Your goal.
Even where a record seems odd, copy it exactly as it appears below.
++++++
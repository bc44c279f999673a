//! Routing engine for the meshd daemon.
//!
//! This crate holds the protocol logic as pure, synchronous state machines:
//! the mesh-path table, the PANN freshness/forwarding rules, self-origination,
//! gate selection with hysteresis, and the route dampener. All operations
//! take a caller-supplied monotonic `now_ms`, so every decision is
//! deterministic under test; I/O stays in the node crate.

pub mod dampener;
pub mod error;
pub mod gate;
pub mod originator;
pub mod pann;
pub mod path;

pub use dampener::{DampenerConfig, DampenerEvent, RouteDampener};
pub use error::DampenerConfigError;
pub use gate::{is_station_in_top_k_gates, select_gate, top_k_gates, GateChoice, InstalledGate};
pub use originator::PannOriginator;
pub use pann::{process_pann, PannDisposition};
pub use path::{MeshPath, PathTable};
//! Daemon orchestration for meshd.
//!
//! Wires the routing engine, the UDP transport, the kernel-facing
//! capability adapters, and the gateway connectivity monitor into a set of
//! cooperating tokio tasks. Protocol decisions stay in `meshd-routing`;
//! this crate owns timers, channels, and I/O.

pub mod adapters;
pub mod config;
pub mod error;
pub mod gateway;
pub mod logging;
pub mod probe;
pub mod routing;
pub mod stats;
pub mod sync_routes;

pub use config::{NodeConfig, Settings};
pub use error::NodeError;
pub use routing::{Routing, RoutingHandle};
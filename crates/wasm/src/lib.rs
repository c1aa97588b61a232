use wasm_bindgen::prelude::*;

use tailmerge_core::flatten::join_classes;
use tailmerge_core::types::ClassToken;

// ── JS 侧输入解析 ─────────────────────────────────────────────

/// 将 JS 值转换为 token 列表
///
/// 合并接口按约定不失败：无法反序列化的输入退化为空列表，
/// 单个值中未识别的形状由 from_json 归一化为 Skip。
fn parse_tokens(input: JsValue) -> Vec<ClassToken> {
    if input.is_undefined() || input.is_null() {
        return Vec::new();
    }

    let value: serde_json::Value =
        serde_wasm_bindgen::from_value(input).unwrap_or(serde_json::Value::Null);

    match value {
        serde_json::Value::Array(items) => items.iter().map(ClassToken::from_json).collect(),
        other => vec![ClassToken::from_json(&other)],
    }
}

// ── WASM 导出函数 ─────────────────────────────────────────────

/// 初始化 panic hook（自动调用）
#[wasm_bindgen(start)]
pub fn start() {
    console_error_panic_hook::set_once();
}

/// 合并类名：展开 token 后按冲突组消解，后出现的类胜出
///
/// @param tokens - token 数组；元素可为字符串、嵌套数组、
///                 条件对象（类名 → 布尔）或 null/undefined
/// @returns 合并后的类名字符串
#[wasm_bindgen(js_name = "twMerge")]
pub fn tw_merge(tokens: JsValue) -> String {
    tailmerge_tw_groups::tw_merge(&parse_tokens(tokens))
}

/// 仅展开拼接 token，不做冲突消解
///
/// @param tokens - 与 twMerge 相同的 token 形状
/// @returns 拼接后的类名字符串
#[wasm_bindgen(js_name = "twJoin")]
pub fn tw_join(tokens: JsValue) -> String {
    join_classes(&parse_tokens(tokens))
}
pub mod flatten;
pub mod merge;
pub mod types;

// Re-export commonly used items
pub use flatten::{flatten_tokens, join_classes};
pub use merge::{merge_classes, resolve_conflicts, ConflictLookup};
pub use types::ClassToken;
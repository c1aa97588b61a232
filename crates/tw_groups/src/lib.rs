pub mod custom;
pub mod dispatch;
pub mod lookup;
pub mod overrides;
pub mod plugin_map;
pub mod valueless_map;

// Re-export main types
pub use custom::{load_from_json, CustomGroups};
pub use lookup::TailwindGroups;

use tailmerge_core::merge::merge_classes;
use tailmerge_core::types::ClassToken;

/// 使用内置 Tailwind 规则表合并类名
///
/// 两步：先展开 token（字符串 / 条件映射 / 嵌套列表），
/// 再按冲突组消解，后出现的类胜出。
///
/// # 示例
///
/// ```
/// use tailmerge_core::classes;
/// use tailmerge_tw_groups::tw_merge;
///
/// assert_eq!(tw_merge(&classes!["p-4", "p-8"]), "p-8");
/// assert_eq!(tw_merge(&classes!["p-4", "text-center"]), "p-4 text-center");
/// ```
pub fn tw_merge(tokens: &[ClassToken]) -> String {
    merge_classes(tokens, &TailwindGroups)
}
use indexmap::IndexMap;
use serde::{Deserialize, Deserializer};
use serde_json::Value;

/// 合并输入的一个 token
///
/// 建模为标签联合，展开时穷尽匹配。
/// 未识别的形状归一化为 Skip（惰性忽略，不报错）。
#[derive(Debug, Clone, PartialEq)]
pub enum ClassToken {
    /// 空格分隔的类名字符串
    Text(String),

    /// 条件映射：类名 → 是否包含（保持插入顺序）
    Toggle(IndexMap<String, bool>),

    /// 嵌套 token 列表（深度优先展开）
    Group(Vec<ClassToken>),

    /// 空占位（null / false / 未识别形状）
    Skip,
}

impl ClassToken {
    /// 从 JSON 值构造 token
    ///
    /// 全函数：任何形状都有定义，不存在失败路径。
    /// 字符串 → Text，数组 → Group，对象 → Toggle，
    /// 其余（null / 布尔 / 数字）→ Skip。
    pub fn from_json(value: &Value) -> ClassToken {
        match value {
            Value::String(s) => ClassToken::Text(s.clone()),
            Value::Array(items) => {
                ClassToken::Group(items.iter().map(ClassToken::from_json).collect())
            }
            Value::Object(entries) => {
                let map = entries
                    .iter()
                    .map(|(k, v)| (k.clone(), json_truthy(v)))
                    .collect();
                ClassToken::Toggle(map)
            }
            _ => ClassToken::Skip,
        }
    }
}

/// 条件映射的值按 JS 真值语义归一化
fn json_truthy(value: &Value) -> bool {
    match value {
        Value::Null => false,
        Value::Bool(b) => *b,
        Value::Number(n) => n.as_f64().map_or(false, |f| f != 0.0),
        Value::String(s) => !s.is_empty(),
        Value::Array(_) | Value::Object(_) => true,
    }
}

impl Default for ClassToken {
    fn default() -> Self {
        ClassToken::Skip
    }
}

impl<'de> Deserialize<'de> for ClassToken {
    fn deserialize<D>(deserializer: D) -> Result<Self, D::Error>
    where
        D: Deserializer<'de>,
    {
        let value = Value::deserialize(deserializer)?;
        Ok(ClassToken::from_json(&value))
    }
}

impl From<&str> for ClassToken {
    fn from(s: &str) -> Self {
        ClassToken::Text(s.to_string())
    }
}

impl From<String> for ClassToken {
    fn from(s: String) -> Self {
        ClassToken::Text(s)
    }
}

/// 条件包含：`("text-center", centered)`
impl From<(&str, bool)> for ClassToken {
    fn from((class, enabled): (&str, bool)) -> Self {
        if enabled {
            ClassToken::Text(class.to_string())
        } else {
            ClassToken::Skip
        }
    }
}

impl<T: Into<ClassToken>> From<Option<T>> for ClassToken {
    fn from(value: Option<T>) -> Self {
        match value {
            Some(inner) => inner.into(),
            None => ClassToken::Skip,
        }
    }
}

impl From<Vec<ClassToken>> for ClassToken {
    fn from(items: Vec<ClassToken>) -> Self {
        ClassToken::Group(items)
    }
}

impl From<IndexMap<String, bool>> for ClassToken {
    fn from(map: IndexMap<String, bool>) -> Self {
        ClassToken::Toggle(map)
    }
}

/// 便捷构造 token 列表
///
/// # 示例
///
/// ```
/// use tailmerge_core::classes;
///
/// let tokens = classes!["p-4", ("text-center", true), Option::<&str>::None];
/// assert_eq!(tokens.len(), 3);
/// ```
#[macro_export]
macro_rules! classes {
    ($($token:expr),* $(,)?) => {
        vec![$($crate::types::ClassToken::from($token)),*]
    };
}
++++++
Solution for this problem.
repository bc44c279f999673a
//! Routing engine for the meshd daemon.
//!
//! This crate holds the protocol logic as pure, synchronous state machines:
//! the mesh-path table, the PANN freshness/forwarding rules, self-origination,
//! gate selection with hysteresis, and the route dampener. All operations
//! take a caller-supplied monotonic `now_ms`, so every decision is
//! deterministic under test; I/O stays in the node crate.

pub mod dampener;
pub mod error;
pub mod gate;
pub mod originator;
pub mod pann;
pub mod path;

pub use dampener::{DampenerConfig, DampenerEvent, RouteDampener};
pub use error::DampenerConfigError;
pub use gate::{is_station_in_top_k_gates, select_gate, top_k_gates, GateChoice, InstalledGate};
pub use originator::PannOriginator;
pub use pann::{process_pann, PannDisposition};
pub use path::{MeshPath, PathTable};
//! Daemon orchestration for meshd.
//!
//! Wires the routing engine, the UDP transport, the kernel-facing
//! capability adapters, and the gateway connectivity monitor into a set of
//! cooperating tokio tasks. Protocol decisions stay in `meshd-routing`;
//! this crate owns timers, channels, and I/O.

pub mod adapters;
pub mod config;
pub mod error;
pub mod gateway;
pub mod logging;
pub mod probe;
pub mod routing;
pub mod stats;
pub mod sync_routes;

pub use config::{NodeConfig, Settings};
pub use error::NodeError;
pub use routing::{Routing, RoutingHandle};
filename crates/wasm/src/lib.rs
repository c1aa97588b61a232
use wasm_bindgen::prelude::*;

use tailmerge_core::flatten::join_classes;
use tailmerge_core::types::ClassToken;

// ── JS 侧输入解析 ─────────────────────────────────────────────

/// 将 JS 值转换为 token 列表
///
/// 合并接口按约定不失败：无法反序列化的输入退化为空列表，
/// 单个值中未识别的形状由 from_json 归一化为 Skip。
fn parse_tokens(input: JsValue) -> Vec<ClassToken> {
    if input.is_undefined() || input.is_null() {
        return Vec::new();
    }

    let value: serde_json::Value =
        serde_wasm_bindgen::from_value(input).unwrap_or(serde_json::Value::Null);

    match value {
        serde_json::Value::Array(items) => items.iter().map(ClassToken::from_json).collect(),
        other => vec![ClassToken::from_json(&other)],
    }
}

// ── WASM 导出函数 ─────────────────────────────────────────────

/// 初始化 panic hook（自动调用）
#[wasm_bindgen(start)]
pub fn start() {
    console_error_panic_hook::set_once();
}

/// 合并类名：展开 token 后按冲突组消解，后出现的类胜出
///
/// @param tokens - token 数组；元素可为字符串、嵌套数组、
///                 条件对象（类名 → 布尔）或 null/undefined
/// @returns 合并后的类名字符串
#[wasm_bindgen(js_name = "twMerge")]
pub fn tw_merge(tokens: JsValue) -> String {
    tailmerge_tw_groups::tw_merge(&parse_tokens(tokens))
}

/// 仅展开拼接 token，不做冲突消解
///
/// @param tokens - 与 twMerge 相同的 token 形状
/// @returns 拼接后的类名字符串
#[wasm_bindgen(js_name = "twJoin")]
pub fn tw_join(tokens: JsValue) -> String {
    join_classes(&parse_tokens(tokens))
}
pub mod flatten;
pub mod merge;
pub mod types;

// Re-export commonly used items
pub use flatten::{flatten_tokens, join_classes};
pub use merge::{merge_classes, resolve_conflicts, ConflictLookup};
pub use types::ClassToken;
repository c1aa97588b61a232
filename crates/tw_groups/src/lib.rs
pub mod custom;
pub mod dispatch;
pub mod lookup;
pub mod overrides;
pub mod plugin_map;
pub mod valueless_map;

// Re-export main types
pub use custom::{load_from_json, CustomGroups};
pub use lookup::TailwindGroups;

use tailmerge_core::merge::merge_classes;
use tailmerge_core::types::ClassToken;

/// 使用内置 Tailwind 规则表合并类名
///
/// 两步：先展开 token（字符串 / 条件映射 / 嵌套列表），
/// 再按冲突组消解，后出现的类胜出。
///
/// # 示例
///
/// ```
/// use tailmerge_core::classes;
/// use tailmerge_tw_groups::tw_merge;
///
/// assert_eq!(tw_merge(&classes!["p-4", "p-8"]), "p-8");
/// assert_eq!(tw_merge(&classes!["p-4", "text-center"]), "p-4 text-center");
/// ```
pub fn tw_merge(tokens: &[ClassToken]) -> String {
    merge_classes(tokens, &TailwindGroups)
}
use indexmap::IndexMap;
use serde::{Deserialize, Deserializer};
use serde_json::Value;

/// 合并输入的一个 token
///
/// 建模为标签联合，展开时穷尽匹配。
/// 未识别的形状归一化为 Skip（惰性忽略，不报错）。
#[derive(Debug, Clone, PartialEq)]
pub enum ClassToken {
    /// 空格分隔的类名字符串
    Text(String),

    /// 条件映射：类名 → 是否包含（保持插入顺序）
    Toggle(IndexMap<String, bool>),

    /// 嵌套 token 列表（深度优先展开）
    Group(Vec<ClassToken>),

    /// 空占位（null / false / 未识别形状）
    Skip,
}

impl ClassToken {
    /// 从 JSON 值构造 token
    ///
    /// 全函数：任何形状都有定义，不存在失败路径。
    /// 字符串 → Text，数组 → Group，对象 → Toggle，
    /// 其余（null / 布尔 / 数字）→ Skip。
    pub fn from_json(value: &Value) -> ClassToken {
        match value {
            Value::String(s) => ClassToken::Text(s.clone()),
            Value::Array(items) => {
                ClassToken::Group(items.iter().map(ClassToken::from_json).collect())
            }
            Value::Object(entries) => {
                let map = entries
                    .iter()
                    .map(|(k, v)| (k.clone(), json_truthy(v)))
                    .collect();
                ClassToken::Toggle(map)
            }
            _ => ClassToken::Skip,
        }
    }
}

/// 条件映射的值按 JS 真值语义归一化
fn json_truthy(value: &Value) -> bool {
    match value {
        Value::Null => false,
        Value::Bool(b) => *b,
        Value::Number(n) => n.as_f64().map_or(false, |f| f != 0.0),
        Value::String(s) => !s.is_empty(),
        Value::Array(_) | Value::Object(_) => true,
    }
}

impl Default for ClassToken {
    fn default() -> Self {
        ClassToken::Skip
    }
}

impl<'de> Deserialize<'de> for ClassToken {
    fn deserialize<D>(deserializer: D) -> Result<Self, D::Error>
    where
        D: Deserializer<'de>,
    {
        let value = Value::deserialize(deserializer)?;
        Ok(ClassToken::from_json(&value))
    }
}

impl From<&str> for ClassToken {
    fn from(s: &str) -> Self {
        ClassToken::Text(s.to_string())
    }
}

impl From<String> for ClassToken {
    fn from(s: String) -> Self {
        ClassToken::Text(s)
    }
}

/// 条件包含：`("text-center", centered)`
impl From<(&str, bool)> for ClassToken {
    fn from((class, enabled): (&str, bool)) -> Self {
        if enabled {
            ClassToken::Text(class.to_string())
        } else {
            ClassToken::Skip
        }
    }
}

impl<T: Into<ClassToken>> From<Option<T>> for ClassToken {
    fn from(value: Option<T>) -> Self {
        match value {
            Some(inner) => inner.into(),
            None => ClassToken::Skip,
        }
    }
}

impl From<Vec<ClassToken>> for ClassToken {
    fn from(items: Vec<ClassToken>) -> Self {
        ClassToken::Group(items)
    }
}

impl From<IndexMap<String, bool>> for ClassToken {
    fn from(map: IndexMap<String, bool>) -> Self {
        ClassToken::Toggle(map)
    }
}

/// 便捷构造 token 列表
///
/// # 示例
///
/// ```
/// use tailmerge_core::classes;
///
/// let tokens = classes!["p-4", ("text-center", true), Option::<&str>::None];
/// assert_eq!(tokens.len(), 3);
/// ```
#[macro_export]
macro_rules! classes {
    ($($token:expr),* $(,)?) => {
        vec![$($crate::types::ClassToken::from($token)),*]
    };
}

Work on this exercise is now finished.